The 1874 Old Bull building once housed W.T. Blackwell & Co., successor to John Green’s original tobacco brand, and was said to have a factory whistle that imitated a bellowing bull. Photography courtesy of DURHAM COUNTY LIBRARY, NC
All he knows is that his factory has been ransacked and his entire storehouse of tobacco is gone. I’m done for, he thinks. But then, former soldiers, now back home in Virginia; Washington, D.C.; and New York, start sending inquiries to the stationmaster in Durham: Where can we get more of that sweet yellow tobacco?
Business soon booms for Green and others in the tobacco trade, like Washington Duke of the famed Duke family. Within 15 years, Durham’s population will be 20 times larger, and the name “Durham” will be known around the world.
Which brings us to the bull.
• • •
Green can’t keep up with the orders pouring in from around the country. He needs a business partner. He also needs a new trademark. Competitors are using his product names, “Spanish Flavored” and “Durham Tobacco,” and he wants to rebrand. According to local lore, Green meets a friend, John Whitted, for lunch in Hillsborough. On the menu are fried oysters, dredged from the coast in the wee hours and shipped west on the morning train.
Photography courtesy of North Carolina Museum of History
The men dip the sweet, cool oysters into spicy mustard and talk shop. Whitted points to the nearby jar of Colman’s Mustard, whose yellow-and-red label features a bull. That would make a good logo for your tobacco business, he tells Green. The bull on the mustard jar is not just any bull. It’s a Durham shorthorn, the famed breed from Durham, England, and everyone knows that it’s one of the best, most coveted, and most expensive types of cattle. Within days, Green has a shorthorn bull painted on a sheet of iron and mounted on the front of his tobacco factory.
Bull Durham Tobacco’s logo left an outsize impression on the city of Durham. photograph by RETRO ADARCHIVES/ALAMY STOCK PHOTO
Green gets to enjoy the success of his brand for only a few years before he dies of tuberculosis. He doesn’t get to see Bull Durham Tobacco become known around the world as the best, most coveted type of pipe tobacco. He doesn’t get to see his business partner, W.T. Blackwell, spend unprecedented sums on advertising — $150,000 annually on newspaper ads alone (more than $3 million in 2023 dollars). He doesn’t get to see the rise of advertising murals, in which sign painters known as “walldogs” plaster the Durham Bull on brick buildings as far away as Canada and Europe.

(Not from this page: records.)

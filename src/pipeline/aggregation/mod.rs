//! Turning perception outcomes into one structured result per request.

pub mod types;
pub mod aggregator;
pub mod assembler;

pub use types::*;
pub use aggregator::aggregate;
pub use assembler::{assemble, PERCEPTION_FAILED_FINDING};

He also doesn’t see the years of litigation against other tobacco companies that attempt to use the name Durham and the bull logo. And he doesn’t see the eventual acquisition of his brand by the American Tobacco Company, led by James “Buck” Duke, which grows to control 91 percent of the tobacco industry worldwide before Congress starts busting up monopolies.
• • •
Walk around downtown Durham today, and you won’t smell the sweet, earthy aroma of tobacco being cured, cut, bagged, sold, and smoked. Every third or fourth person you meet works in health care or education, not tobacco. But you’ll still see many of the factory buildings that prepared the bright leaf that made Durham famous. Now, those brick buildings contain condos, restaurants, and start-up companies. You’ll also find that Durham is still home to people like John Green, entrepreneurs with the ambition to turn their small ideas into big business. And you’ll still find bulls everywhere.